2017 is upon us and so is the new president. Last Friday, Donald Trump was inaugurated into the highest seat of office in the US.
Since Trump announced his intention to run for president, there has been much speculation about the efficacy of his proposed policies. Now that he’s inaugurated, Trump’s proposed policies may very well become law.
Trump’s policies focus on a wide array of issues; however, there are certain issues that have the potential to significantly affect my Canadian clients, particularly those clients who are in the middle of planning a permanent move to the US.
As such, I feel a personal responsibility to stay on top of these key issues, to follow their development and report back to my clients through a narrow, focused lens that explains how Trump’s policies will impact Canadians moving to the US.
This blog is the first of a series that will report on the issues most relevant to my clients.
These key issues are:
1) Cuts to Individual Tax RatesTrump plans to reduce individual tax rates in the US. The US’s low tax rates have always been a reason to move to the US, or at least a major sweetener for Canadians planning to move for other reasons. Current US tax rates, which are lower than Canada’s, already provide a savings for Canadians, but if Trump further reduces rates, savings will increase. I will follow this issue closely, as it also affects Americans or Green Card holders who are thinking of moving to Canada – changing tax rates are a consideration that might convince such people to stay in the US.

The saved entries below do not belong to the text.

// SPDX-License-Identifier: MIT
// Copyright 2026 Roland Dreier <roland@rolandd.dev>

//! Session tokens.
//!
//! Access tokens are stateless HS256 JWTs. Refresh tokens are HS256 JWTs
//! signed with a separate secret; the one currently valid for a user is
//! stored on the user record, so issuing a new pair invalidates the previous
//! refresh token and logout revokes it.

use crate::config::Config;
use crate::db::Database;
use crate::error::AppError;
use crate::models::User;
use jsonwebtoken::{decode, encode, Algorithm, DecodingKey, EncodingKey, Header, Validation};
use serde::{Deserialize, Serialize};
use std::sync::Arc;
use std::time::{Duration, SystemTime, UNIX_EPOCH};
use subtle::ConstantTimeEq;

/// Access token claims.
#[derive(Debug, Serialize, Deserialize, Clone)]
pub struct AccessClaims {
    /// Subject (user ID)
    pub sub: String,
    pub username: String,
    pub email: String,
    /// Issued at (Unix timestamp)
    pub iat: usize,
    /// Expiration time (Unix timestamp)
    pub exp: usize,
}

/// Refresh token claims.
#[derive(Debug, Serialize, Deserialize, Clone)]
pub struct RefreshClaims {
    /// Subject (user ID)
    pub sub: String,
    /// Unique per issuance
    pub jti: String,
    pub iat: usize,
    pub exp: usize,
}

/// A freshly issued access/refresh pair.
#[derive(Debug, Clone, Serialize)]
#[serde(rename_all = "camelCase")]
pub struct TokenPair {
    pub access_token: String,
    pub refresh_token: String,
}

/// Issues, verifies, rotates and revokes session tokens.
#[derive(Clone)]
pub struct TokenService {
    db: Arc<dyn Database>,
    access_secret: Vec<u8>,
    access_ttl: Duration,
    refresh_secret: Vec<u8>,
    refresh_ttl: Duration,
}

impl TokenService {
    pub fn new(config: &Config, db: Arc<dyn Database>) -> Self {
        Self {
            db,
            access_secret: config.access_token_secret.clone(),
            access_ttl: config.access_token_ttl,
            refresh_secret: config.refresh_token_secret.clone(),
            refresh_ttl: config.refresh_token_ttl,
        }
    }

    pub fn access_ttl(&self) -> Duration {
        self.access_ttl
    }

    pub fn refresh_ttl(&self) -> Duration {
        self.refresh_ttl
    }

    /// Issue a new pair for `user_id` and persist the refresh token,
    /// replacing whatever was stored before.
    pub async fn issue_token_pair(&self, user_id: &str) -> Result<TokenPair, AppError> {
        let user = self
            .db
            .get_user(user_id)
            .await?
            .ok_or_else(|| AppError::NotFound(format!("User {} not found", user_id)))?;

        let pair = self.sign_pair(&user)?;

        if !self
            .db
            .set_refresh_token(user_id, Some(&pair.refresh_token))
            .await?
        {
            return Err(AppError::NotFound(format!("User {} not found", user_id)));
        }

        tracing::debug!(user_id, "Issued token pair");
        Ok(pair)
    }

    /// Verify an access token's signature and expiry.
    pub fn verify_access(&self, token: Option<&str>) -> Result<AccessClaims, AppError> {
        let token = token
            .map(str::trim)
            .filter(|t| !t.is_empty())
            .ok_or(AppError::MissingToken)?;

        decode::<AccessClaims>(
            token,
            &DecodingKey::from_secret(&self.access_secret),
            &Validation::new(Algorithm::HS256),
        )
        .map(|data| data.claims)
        .map_err(|_| AppError::InvalidToken)
    }

    /// Verify a refresh token's signature and expiry (not its staleness).
    pub fn verify_refresh(&self, token: &str) -> Result<RefreshClaims, AppError> {
        decode::<RefreshClaims>(
            token,
            &DecodingKey::from_secret(&self.refresh_secret),
            &Validation::new(Algorithm::HS256),
        )
        .map(|data| data.claims)
        .map_err(|_| AppError::InvalidToken)
    }

    /// Exchange a current refresh token for a new pair.
    ///
    /// A token that verifies but no longer matches the stored one has been
    /// superseded (or revoked) and fails with `StaleToken`.
    pub async fn rotate(&self, refresh_token: &str) -> Result<(User, TokenPair), AppError> {
        let claims = self.verify_refresh(refresh_token)?;

        let user = self
            .db
            .get_user(&claims.sub)
            .await?
            .ok_or(AppError::InvalidToken)?;

        let matches = user
            .refresh_token
            .as_deref()
            .map(|stored| bool::from(stored.as_bytes().ct_eq(refresh_token.as_bytes())))
            .unwrap_or(false);

        if !matches {
            tracing::warn!(user_id = %user.id, "Stale refresh token presented");
            return Err(AppError::StaleToken);
        }

        let pair = self.sign_pair(&user)?;

        if !self
            .db
            .swap_refresh_token(&user.id, refresh_token, &pair.refresh_token)
            .await?
        {
            tracing::warn!(user_id = %user.id, "Refresh token rotated concurrently");
            return Err(AppError::StaleToken);
        }

        tracing::info!(user_id = %user.id, "Refresh token rotated");
        Ok((user, pair))
    }

    /// Clear the stored refresh token. Revoking twice is not an error.
    pub async fn revoke(&self, user_id: &str) -> Result<(), AppError> {
        if !self.db.set_refresh_token(user_id, None).await? {
            tracing::debug!(user_id, "Revoke for unknown user ignored");
        }
        Ok(())
    }

    fn sign_pair(&self, user: &User) -> Result<TokenPair, AppError> {
        let now = unix_now()?;

        let access = AccessClaims {
            sub: user.id.clone(),
            username: user.username.clone(),
            email: user.email.clone(),
            iat: now,
            exp: now + self.access_ttl.as_secs() as usize,
        };

        let refresh = RefreshClaims {
            sub: user.id.clone(),
            jti: uuid::Uuid::new_v4().to_string(),
            iat: now,
            exp: now + self.refresh_ttl.as_secs() as usize,
        };

        let header = Header::new(Algorithm::HS256);
        let access_token = encode(
            &header,
            &access,
            &EncodingKey::from_secret(&self.access_secret),
        )
        .map_err(|e| AppError::Internal(anyhow::anyhow!("JWT creation failed: {}", e)))?;
        let refresh_token = encode(
            &header,
            &refresh,
            &EncodingKey::from_secret(&self.refresh_secret),
        )
        .map_err(|e| AppError::Internal(anyhow::anyhow!("JWT creation failed: {}", e)))?;

        Ok(TokenPair {
            access_token,
            refresh_token,
        })
    }
}

fn unix_now() -> Result<usize, AppError> {
    Ok(SystemTime::now()
        .duration_since(UNIX_EPOCH)
        .map_err(|e| AppError::Internal(anyhow::anyhow!("System time error: {}", e)))?
        .as_secs() as usize)
}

Overall, Trump has a restrictive view on immigration that’s focused on creating more jobs for Americans. Trump has threatened to renegotiate trade deals such as NAFTA, which can affect Canadians who are already working in the US under one of the NAFTA visas, like the TN, as well as those Canadians who are planning to move to the US by applying for these visas. If NAFTA gets thrown out or considerably overhauled, the TN visa may no longer be available. But from recent articles that I’ve read on this topic, it seems that Trump is more focused on renegotiating aspects of NAFTA that relate to Mexico rather than Canada.
3) Health Care
Repealing and replacing the Affordable Care Act, or Obamacare, is a hot-button issue that was a central promise in Trump’s campaign. On inauguration day, Trump took a major step toward fulfilling this promise, signing an executive order that significantly trims the health care act. The language in the order is quite general and somewhat vague, mandating that US government agencies ignore or massage parts of the act that they consider to be particularly expensive; the order doesn’t provide detailed directions regarding the exact portions of Obamacare that should be changed or repealed.
This issue is a major concern for my clients. A critical component of Obamacare is that it prevents insurance companies from refusing coverage to people based on pre-existing conditions, including age. Canadians moving to the US rely on private insurance for health care coverage, so if Trump’s order ultimately allows government agencies to repeal this aspect of the law, Canadians moving to the US will find it more difficult to obtain private health insurance.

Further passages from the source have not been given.